## Assigned task
In the response, the entries must appear exactly as supplied.

## Material supplied
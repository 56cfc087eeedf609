//! TVMao listing source.
//!
//! TVMao publishes one HTML page per channel per weekday:
//! `{base}/{kind}/{remote_id}-w{weekday}.html`, where `weekday` runs from
//! 1 (Monday) to 7 (Sunday) and `kind` separates regular channels from
//! provincial satellite channels. Each scheduled slot is an `<li>` whose
//! text starts with a `HH:MM` time followed by the programme title.
//!
//! Pages only give start times, so every slot stops when the next one
//! starts and the final slot runs to the end of the day. Only the static
//! page is read; slots the site loads on demand are not fetched.

use std::fmt;
use std::sync::LazyLock;
use std::time::Duration;

use async_trait::async_trait;
use chrono::{Datelike, Days, NaiveDate};
use regex::Regex;
use reqwest::{Client, StatusCode};

use tvguide_core::{ClockTime, Programme};

use crate::config::Config;
use crate::error::{FetchError, FetchResult};
use crate::source::resilience::RateLimiter;
use crate::source::{http_client, GuideSource};

const SOURCE_NAME: &str = "tvmao";

pub const DEFAULT_BASE_URL: &str = "https://www.tvmao.com";

/// The site serves a reduced page to unknown clients.
pub const BROWSER_USER_AGENT: &str = "Mozilla/5.0 (Macintosh; Intel Mac OS X 10_15_7) AppleWebKit/537.36 (KHTML, like Gecko) Chrome/121.0.0.0 Safari/537.36";

/// Marker the site appends to the slot currently on air.
const ON_AIR_MARKER: &str = "正在播出";

/// Which page family a channel's schedule lives under.
#[derive(Debug, Clone, Copy, PartialEq, Eq, Hash)]
pub enum PageKind {
    /// National, pay, and regional channels.
    Program,
    /// Provincial satellite channels.
    Satellite,
}

impl PageKind {
    #[must_use]
    pub const fn path(&self) -> &'static str {
        match self {
            Self::Program => "program",
            Self::Satellite => "program_satellite",
        }
    }
}

impl fmt::Display for PageKind {
    fn fmt(&self, f: &mut fmt::Formatter<'_>) -> fmt::Result {
        f.write_str(self.path())
    }
}

/// A channel in the TVMao lineup.
#[derive(Debug, Clone, Copy, PartialEq, Eq, Hash)]
pub struct TvmaoChannel {
    /// Name used in the guide.
    pub name: &'static str,
    /// TVMao's identifier for the channel.
    pub remote_id: &'static str,
    pub kind: PageKind,
}

const fn program(name: &'static str, remote_id: &'static str) -> TvmaoChannel {
    TvmaoChannel {
        name,
        remote_id,
        kind: PageKind::Program,
    }
}

const fn satellite(name: &'static str, remote_id: &'static str) -> TvmaoChannel {
    TvmaoChannel {
        name,
        remote_id,
        kind: PageKind::Satellite,
    }
}
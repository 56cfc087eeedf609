//! Fetch error types for listing sources.

use thiserror::Error;

/// Errors that can occur while fetching a channel listing.
#[derive(Debug, Error)]
pub enum FetchError {
    /// An HTTP request to a listing source failed or returned an error status.
    #[error("HTTP error from {source_name}: {message}")]
    Http {
        source_name: String,
        message: String,
    },

    /// The source returned a rate-limit response.
    #[error("rate limited by {source_name}")]
    RateLimited { source_name: String },

    /// The source has no usable listing for the channel.
    #[error("no listing for {channel} at {source_name}")]
    NotFound {
        channel: String,
        source_name: String,
    },

    /// The channel is not part of the source's lineup.
    #[error("unknown channel {channel} for {source_name}")]
    UnknownChannel {
        channel: String,
        source_name: String,
    },

    /// A response body could not be parsed.
    #[error("parse error from {source_name}: {message}")]
    Parse {
        source_name: String,
        message: String,
    },

    /// An error propagated from `reqwest`.
    #[error("request error: {0}")]
    Request(#[from] reqwest::Error),

    /// An error propagated from the core domain layer.
    #[error("guide error: {0}")]
    Core(#[from] tvguide_core::Error),
}

impl FetchError {
    /// Returns `true` when the error is transient and the fetch may
    /// succeed if retried.
    pub fn is_transient(&self) -> bool {
        match self {
            Self::Http { .. } | Self::RateLimited { .. } => true,
            Self::Request(e) => e.is_timeout() || e.is_connect(),
            _ => false,
        }
    }

    /// Returns `true` when the source simply has nothing for the channel.
    pub fn is_not_found(&self) -> bool {
        matches!(self, Self::NotFound { .. })
    }
}

/// Convenience alias for fetch results.
pub type FetchResult<T> = std::result::Result<T, FetchError>;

## Task output
repository 56cfc087eeedf609
//! TVMao listing source.
//!
//! TVMao publishes one HTML page per channel per weekday:
//! `{base}/{kind}/{remote_id}-w{weekday}.html`, where `weekday` runs from
//! 1 (Monday) to 7 (Sunday) and `kind` separates regular channels from
//! provincial satellite channels. Each scheduled slot is an `<li>` whose
//! text starts with a `HH:MM` time followed by the programme title.
//!
//! Pages only give start times, so every slot stops when the next one
//! starts and the final slot runs to the end of the day. Only the static
//! page is read; slots the site loads on demand are not fetched.

use std::fmt;
use std::sync::LazyLock;
use std::time::Duration;

use async_trait::async_trait;
use chrono::{Datelike, Days, NaiveDate};
use regex::Regex;
use reqwest::{Client, StatusCode};

use tvguide_core::{ClockTime, Programme};

use crate::config::Config;
use crate::error::{FetchError, FetchResult};
use crate::source::resilience::RateLimiter;
use crate::source::{http_client, GuideSource};

const SOURCE_NAME: &str = "tvmao";

pub const DEFAULT_BASE_URL: &str = "https://www.tvmao.com";

/// The site serves a reduced page to unknown clients.
pub const BROWSER_USER_AGENT: &str = "Mozilla/5.0 (Macintosh; Intel Mac OS X 10_15_7) AppleWebKit/537.36 (KHTML, like Gecko) Chrome/121.0.0.0 Safari/537.36";

/// Marker the site appends to the slot currently on air.
const ON_AIR_MARKER: &str = "正在播出";

/// Which page family a channel's schedule lives under.
#[derive(Debug, Clone, Copy, PartialEq, Eq, Hash)]
pub enum PageKind {
    /// National, pay, and regional channels.
    Program,
    /// Provincial satellite channels.
    Satellite,
}

impl PageKind {
    #[must_use]
    pub const fn path(&self) -> &'static str {
        match self {
            Self::Program => "program",
            Self::Satellite => "program_satellite",
        }
    }
}

impl fmt::Display for PageKind {
    fn fmt(&self, f: &mut fmt::Formatter<'_>) -> fmt::Result {
        f.write_str(self.path())
    }
}

/// A channel in the TVMao lineup.
#[derive(Debug, Clone, Copy, PartialEq, Eq, Hash)]
pub struct TvmaoChannel {
    /// Name used in the guide.
    pub name: &'static str,
    /// TVMao's identifier for the channel.
    pub remote_id: &'static str,
    pub kind: PageKind,
}

const fn program(name: &'static str, remote_id: &'static str) -> TvmaoChannel {
    TvmaoChannel {
        name,
        remote_id,
        kind: PageKind::Program,
    }
}

const fn satellite(name: &'static str, remote_id: &'static str) -> TvmaoChannel {
    TvmaoChannel {
        name,
        remote_id,
        kind: PageKind::Satellite,
    }
}
repository 56cfc087eeedf609
//! Fetch error types for listing sources.

use thiserror::Error;

/// Errors that can occur while fetching a channel listing.
#[derive(Debug, Error)]
pub enum FetchError {
    /// An HTTP request to a listing source failed or returned an error status.
    #[error("HTTP error from {source_name}: {message}")]
    Http {
        source_name: String,
        message: String,
    },

    /// The source returned a rate-limit response.
    #[error("rate limited by {source_name}")]
    RateLimited { source_name: String },

    /// The source has no usable listing for the channel.
    #[error("no listing for {channel} at {source_name}")]
    NotFound {
        channel: String,
        source_name: String,
    },

    /// The channel is not part of the source's lineup.
    #[error("unknown channel {channel} for {source_name}")]
    UnknownChannel {
        channel: String,
        source_name: String,
    },

    /// A response body could not be parsed.
    #[error("parse error from {source_name}: {message}")]
    Parse {
        source_name: String,
        message: String,
    },

    /// An error propagated from `reqwest`.
    #[error("request error: {0}")]
    Request(#[from] reqwest::Error),

    /// An error propagated from the core domain layer.
    #[error("guide error: {0}")]
    Core(#[from] tvguide_core::Error),
}

impl FetchError {
    /// Returns `true` when the error is transient and the fetch may
    /// succeed if retried.
    pub fn is_transient(&self) -> bool {
        match self {
            Self::Http { .. } | Self::RateLimited { .. } => true,
            Self::Request(e) => e.is_timeout() || e.is_connect(),
            _ => false,
        }
    }

    /// Returns `true` when the source simply has nothing for the channel.
    pub fn is_not_found(&self) -> bool {
        matches!(self, Self::NotFound { .. })
    }
}

/// Convenience alias for fetch results.
pub type FetchResult<T> = std::result::Result<T, FetchError>;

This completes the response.